Using x,y Coordinates to remove data from Pandas dataframe and insert into another Dataframe

I am trying to use pandas to search for data in a dataframe and then use the data collected to insert this data into specific positions on a new dataframe.

Hypothetically I would like my code to go along the lines of this:

If row contains [A] then 

    x=data.iloc[<row>, <column selection>]

    y=data.iloc[<row>, <column selection>]

    z=data.iloc[<row>, <column selection>]

insert x to newdataframe at location (y,z)

So I would like to search the row for a value and then if the value is present, return other values in the row by the newly found row and a predefined column selection.

Two of these values would then act as the x and y coordinates to place the z value into the new dataframe (the dataframe has already been made with correct index and columns which will match produced x and y values).

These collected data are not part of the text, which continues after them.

//! Delaunay triangulation and the alpha-shape boundary.
//!
//! Triangulation is delegated to `spade`, whose predicates are exact, so
//! co-circular input (lattices, points on a circle) yields a valid
//! triangulation. Points that coincide exactly with an earlier point are
//! skipped; the lowest index stands for each position.

use std::collections::BTreeSet;

use nalgebra::Vector2;
use spade::{DelaunayTriangulation, HasPosition, Point2, Triangulation};

use crate::error::{QrmlError, Result};

/// Counter-clockwise triangle of input point indices.
pub type Triangle = [usize; 3];

/// Input point tagged with its index.
#[derive(Clone, Copy, Debug)]
struct Site {
    pos: Point2<f64>,
    index: usize,
}

impl HasPosition for Site {
    type Scalar = f64;

    fn position(&self) -> Point2<f64> {
        self.pos
    }
}

#[inline]
fn cross(a: Vector2<f64>, b: Vector2<f64>, c: Vector2<f64>) -> f64 {
    (b.x - a.x) * (c.y - a.y) - (b.y - a.y) * (c.x - a.x)
}

/// Circumradius of a triangle; infinite for degenerate ones.
pub fn circumradius(a: Vector2<f64>, b: Vector2<f64>, c: Vector2<f64>) -> f64 {
    let area2 = cross(a, b, c).abs();
    if area2 <= 0.0 {
        return f64::INFINITY;
    }
    (a - b).norm() * (b - c).norm() * (c - a).norm() / (2.0 * area2)
}

/// Delaunay triangles of `points`, each counter-clockwise.
///
/// Fewer than three distinct points, or collinear input, give no triangles.
/// Non-finite coordinates are rejected.
pub fn triangulate(points: &[Vector2<f64>]) -> Result<Vec<Triangle>> {
    let mut order: Vec<usize> = (0..points.len()).collect();
    order.sort_by(|&i, &j| {
        points[i]
            .x
            .total_cmp(&points[j].x)
            .then(points[i].y.total_cmp(&points[j].y))
            .then(i.cmp(&j))
    });
    order.dedup_by(|a, b| points[*a] == points[*b]);
    order.sort_unstable();
    if order.len() < 3 {
        return Ok(Vec::new());
    }

    let sites: Vec<Site> = order
        .iter()
        .map(|&i| Site {
            pos: Point2::new(points[i].x, points[i].y),
            index: i,
        })
        .collect();
    let dt: DelaunayTriangulation<Site> = DelaunayTriangulation::bulk_load(sites)
        .map_err(|e| QrmlError::invalid("coords", format!("cannot triangulate: {e:?}")))?;
    Ok(dt
        .inner_faces()
        .map(|face| face.vertices().map(|v| v.data().index))
        .collect())
}

/// Directed boundary edges of the alpha complex: triangles with circumradius
/// at most `radius` are kept, and a CCW triangle edge is on the boundary when
/// its reverse is not.
pub fn alpha_boundary(points: &[Vector2<f64>], triangles: &[Triangle], radius: f64) -> Vec<(usize, usize)> {
    let mut directed = BTreeSet::new();
    for t in triangles {
        let [a, b, c] = *t;
        if circumradius(points[a], points[b], points[c]) <= radius {
            directed.insert((a, b));
            directed.insert((b, c));
            directed.insert((c, a));
        }
    }
    directed
        .iter()
        .filter(|&&(u, v)| !directed.contains(&(v, u)))
        .copied()
        .collect()
}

I've tried using a variety of techniques including numpy.where but to no avail yet. I'm quite new to python and I'm getting quite stuck figuring how to translate what I would like python to do into real code! I have tried converting my idea into real code but I think it becomes more difficult to explain what I'm trying to do, so I hope this makes sense.

I appreciate any help you can give!

Upvotes: 0

Views: 341

Answers (1)

FrancescoLS
FrancescoLS

Reputation: 366

Working with an example would be better, but let's try :)

"row contains [A]" is a bit vague in pandas, since each rows contains the values of all the columns at that row. So maybe you should think about it as "select the row in which column 'c' contains A"
You can do this with: data[ data['c']==A ]. This will return the subset of rows data in which the column 'c' has value A.

To give a more code-like form to what you wrote before:

for i, row in data[ data['c']==A ].iterrows():

    x = row['column_of_x']
    y = row['column_of_y']
    z = row['column_of_z']

After that what you wrote in the pseudo-code block is not consistent with the description. I'll stick to the description, in which x and y represent the location and z is the value.

In this context you should use something like new_data.loc[x,y] = z.

As I mentioned at the very top it would be good to have a minimal example of what you have and what you want to have. I feel like this problem can be easily addressed with pandas.DataFrame.groupby().